Harvard Forest Symposium Abstract 2019

  • Title: Deciduous larch at the southern edge of Siberian boreal zone response to climate—Part Ⅱ: patterns and partitioning of transpiration and evapotranspiration
  • Primary Author: JiaLin Liu (Harvard University)
  • Additional Authors: J. William Munger (Harvard University)
  • Abstract:

    Precipitation as the total incoming water for ecosystems is a key factor affecting the land-atmosphere hydrological processes. Phenology as plant functional traits on long-term evolution to the local climate will respond also to the alteration of ecosystem water availability. However, it is still unclear how precipitation forcing and phenology respondence will regulate patterns and partitioning of water fluxes in the forest ecosystem, particularly the Siberian larch boreal forests. Two-years field observations on transpiration and evapotranspiration (ET) of this unique ecosystem is conducted near the southern edge of Siberia. Over half magnitude of ecosystem transpiration fluxes are contributed by dominant larches, and the rest is almost equally shared by intermediate and suppressed trees. ET is primarily occupied by the transpiration, where transpiration/ET is 84% in the regular (precipitation) year and 66% in the wetter (precipitation anomaly) year.

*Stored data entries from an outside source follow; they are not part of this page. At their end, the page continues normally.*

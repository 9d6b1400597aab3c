//! Time source used for stage timestamps
use chrono::{DateTime, Utc};
use std::fmt;

/// Abstraction over wall-clock time so lifecycle runs can be replayed with
/// identical timestamps.
pub trait Clock: Send + Sync + fmt::Debug {
    fn now(&self) -> DateTime<Utc>;
}

#[derive(Debug, Clone, Copy, Default)]
pub struct SystemClock;

impl Clock for SystemClock {
    fn now(&self) -> DateTime<Utc> {
        Utc::now()
    }
}

/// Clock frozen at a single instant.
#[derive(Debug, Clone, Copy)]
pub struct FixedClock(pub DateTime<Utc>);

impl Clock for FixedClock {
    fn now(&self) -> DateTime<Utc> {
        self.0
    }
}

In the two years, occurrences of precipitation reduce transpiration demands of trees but promoting the evaporation process. This phenomenon will be even more evident in the wetter year. Boreal larches thus extend their growing season length as a strategy to maintain ecosystem water sustainability under the over-wetting conditions. Water exchanges during leaf full-expansion phenophase determine their annual patterns and partitioning. While the frozen surface soil layer and vapor pressure deficit gradient from soil to air influence time-series patterns and proportion in ET of evaporation, particularly during leaf-dormant and leaf-onset phenophase. Extrapolations of ET over time and space can be predicted roughly by the satellite solar-induced chlorophyll fluorescence (SIF), since SIF shows its close correlations with both tower and satellite-derived ET. This study highlights the vastly-distributed but rarely-studied boreal laches may play much more significant roles in the water cycling of boreal zones and imparts knowledge about how boreal-arctic ecosystems will respond under the rapidly changing climate.